◆ LISTED RECORDS:
☆ ☆ ☆ ☆ ☆

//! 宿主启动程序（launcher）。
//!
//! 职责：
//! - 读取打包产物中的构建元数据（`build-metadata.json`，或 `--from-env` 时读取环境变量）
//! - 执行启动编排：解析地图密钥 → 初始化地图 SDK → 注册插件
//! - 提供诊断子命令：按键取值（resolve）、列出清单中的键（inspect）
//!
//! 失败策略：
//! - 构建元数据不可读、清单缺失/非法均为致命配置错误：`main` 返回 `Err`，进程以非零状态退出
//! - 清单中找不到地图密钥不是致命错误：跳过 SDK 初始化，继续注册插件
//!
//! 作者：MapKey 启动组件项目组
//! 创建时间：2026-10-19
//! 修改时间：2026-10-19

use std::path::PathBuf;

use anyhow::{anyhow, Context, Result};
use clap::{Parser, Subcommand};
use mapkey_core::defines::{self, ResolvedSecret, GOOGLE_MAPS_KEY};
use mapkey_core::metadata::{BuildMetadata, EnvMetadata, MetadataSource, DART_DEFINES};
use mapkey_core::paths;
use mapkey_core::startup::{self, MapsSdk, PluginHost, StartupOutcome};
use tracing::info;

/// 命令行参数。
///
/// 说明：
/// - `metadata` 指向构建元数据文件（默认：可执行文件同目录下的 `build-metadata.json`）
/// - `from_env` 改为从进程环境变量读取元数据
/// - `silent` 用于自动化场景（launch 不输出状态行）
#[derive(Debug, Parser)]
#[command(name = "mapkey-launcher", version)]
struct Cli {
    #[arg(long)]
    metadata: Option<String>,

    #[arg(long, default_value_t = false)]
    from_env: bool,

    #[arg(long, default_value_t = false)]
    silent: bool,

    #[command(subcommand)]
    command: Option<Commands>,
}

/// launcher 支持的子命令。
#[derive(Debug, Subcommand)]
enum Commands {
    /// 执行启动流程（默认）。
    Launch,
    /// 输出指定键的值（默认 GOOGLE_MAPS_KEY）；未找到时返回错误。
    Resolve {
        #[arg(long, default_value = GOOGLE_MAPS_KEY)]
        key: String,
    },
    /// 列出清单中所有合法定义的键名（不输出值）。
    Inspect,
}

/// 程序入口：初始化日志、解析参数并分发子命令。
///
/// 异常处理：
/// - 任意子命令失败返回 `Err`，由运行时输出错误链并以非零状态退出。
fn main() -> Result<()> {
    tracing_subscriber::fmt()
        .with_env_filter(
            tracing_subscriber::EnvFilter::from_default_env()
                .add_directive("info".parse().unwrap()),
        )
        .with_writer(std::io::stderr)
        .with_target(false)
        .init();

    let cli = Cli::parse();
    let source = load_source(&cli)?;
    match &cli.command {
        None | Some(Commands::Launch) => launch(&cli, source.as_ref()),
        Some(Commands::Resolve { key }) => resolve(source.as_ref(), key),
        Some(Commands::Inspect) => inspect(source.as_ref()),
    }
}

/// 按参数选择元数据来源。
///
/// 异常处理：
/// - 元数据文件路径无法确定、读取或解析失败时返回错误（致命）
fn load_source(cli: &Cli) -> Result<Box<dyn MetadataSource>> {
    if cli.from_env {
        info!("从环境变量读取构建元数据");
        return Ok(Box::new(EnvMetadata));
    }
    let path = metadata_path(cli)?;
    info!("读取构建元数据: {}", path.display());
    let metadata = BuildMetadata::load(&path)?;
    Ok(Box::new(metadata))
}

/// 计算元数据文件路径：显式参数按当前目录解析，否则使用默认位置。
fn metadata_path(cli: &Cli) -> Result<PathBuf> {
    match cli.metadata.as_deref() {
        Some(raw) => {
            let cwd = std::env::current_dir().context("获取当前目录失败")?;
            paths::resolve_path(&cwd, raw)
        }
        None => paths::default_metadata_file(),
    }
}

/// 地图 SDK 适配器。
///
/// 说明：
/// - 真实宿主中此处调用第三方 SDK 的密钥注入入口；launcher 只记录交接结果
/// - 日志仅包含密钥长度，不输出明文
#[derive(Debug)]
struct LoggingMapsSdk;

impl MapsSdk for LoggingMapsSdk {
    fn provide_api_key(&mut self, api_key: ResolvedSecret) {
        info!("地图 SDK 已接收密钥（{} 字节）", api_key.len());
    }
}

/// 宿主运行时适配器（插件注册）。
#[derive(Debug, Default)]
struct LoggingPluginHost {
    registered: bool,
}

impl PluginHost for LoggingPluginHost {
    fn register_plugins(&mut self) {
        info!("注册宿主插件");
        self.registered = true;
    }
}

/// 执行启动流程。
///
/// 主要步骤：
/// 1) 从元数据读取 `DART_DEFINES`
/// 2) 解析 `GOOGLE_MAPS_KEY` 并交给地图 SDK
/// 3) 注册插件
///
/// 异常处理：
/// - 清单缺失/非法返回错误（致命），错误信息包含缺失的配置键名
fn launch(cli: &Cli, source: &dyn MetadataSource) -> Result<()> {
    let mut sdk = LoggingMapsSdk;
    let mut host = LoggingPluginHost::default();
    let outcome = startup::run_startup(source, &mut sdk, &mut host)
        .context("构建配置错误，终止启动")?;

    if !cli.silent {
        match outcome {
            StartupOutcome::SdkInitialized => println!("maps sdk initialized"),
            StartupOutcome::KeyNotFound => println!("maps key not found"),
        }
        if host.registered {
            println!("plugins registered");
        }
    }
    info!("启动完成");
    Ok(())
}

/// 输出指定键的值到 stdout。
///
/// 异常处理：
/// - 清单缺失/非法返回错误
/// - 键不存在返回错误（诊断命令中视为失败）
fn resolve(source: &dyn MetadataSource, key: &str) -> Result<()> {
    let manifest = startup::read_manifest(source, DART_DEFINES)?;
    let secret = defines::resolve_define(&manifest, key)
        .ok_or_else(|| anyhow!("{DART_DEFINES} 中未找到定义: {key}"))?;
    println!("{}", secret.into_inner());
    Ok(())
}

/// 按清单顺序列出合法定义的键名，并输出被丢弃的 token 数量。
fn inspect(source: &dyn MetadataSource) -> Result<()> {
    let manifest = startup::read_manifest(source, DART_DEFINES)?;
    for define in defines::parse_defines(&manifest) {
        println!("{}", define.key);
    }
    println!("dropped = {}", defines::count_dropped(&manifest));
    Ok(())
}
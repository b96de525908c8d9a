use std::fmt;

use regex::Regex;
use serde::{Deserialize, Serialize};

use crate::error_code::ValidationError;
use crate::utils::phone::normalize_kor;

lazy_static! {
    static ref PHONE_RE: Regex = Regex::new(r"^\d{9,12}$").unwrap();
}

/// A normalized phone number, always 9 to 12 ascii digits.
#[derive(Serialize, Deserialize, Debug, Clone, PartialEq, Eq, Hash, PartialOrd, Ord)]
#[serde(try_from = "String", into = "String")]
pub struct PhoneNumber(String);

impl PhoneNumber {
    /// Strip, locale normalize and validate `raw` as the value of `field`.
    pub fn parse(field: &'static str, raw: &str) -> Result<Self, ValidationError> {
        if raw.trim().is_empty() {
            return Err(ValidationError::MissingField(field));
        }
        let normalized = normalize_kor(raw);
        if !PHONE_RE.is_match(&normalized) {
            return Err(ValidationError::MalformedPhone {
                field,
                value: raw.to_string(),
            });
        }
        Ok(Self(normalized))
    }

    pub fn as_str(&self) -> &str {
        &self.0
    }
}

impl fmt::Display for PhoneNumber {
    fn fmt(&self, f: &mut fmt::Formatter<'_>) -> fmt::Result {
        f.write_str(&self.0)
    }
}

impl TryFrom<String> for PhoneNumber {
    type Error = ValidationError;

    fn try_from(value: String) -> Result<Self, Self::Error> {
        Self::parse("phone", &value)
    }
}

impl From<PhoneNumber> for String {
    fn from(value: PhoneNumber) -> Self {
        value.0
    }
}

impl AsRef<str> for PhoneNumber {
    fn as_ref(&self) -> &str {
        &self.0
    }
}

☆ ☆ ☆ ☆ ☆

◆ AIM OF THE TASK:
For the records above, how many lines contain the word "EnvMetadata"? Reply with the number only.

◆ RESPONSE AREA:
2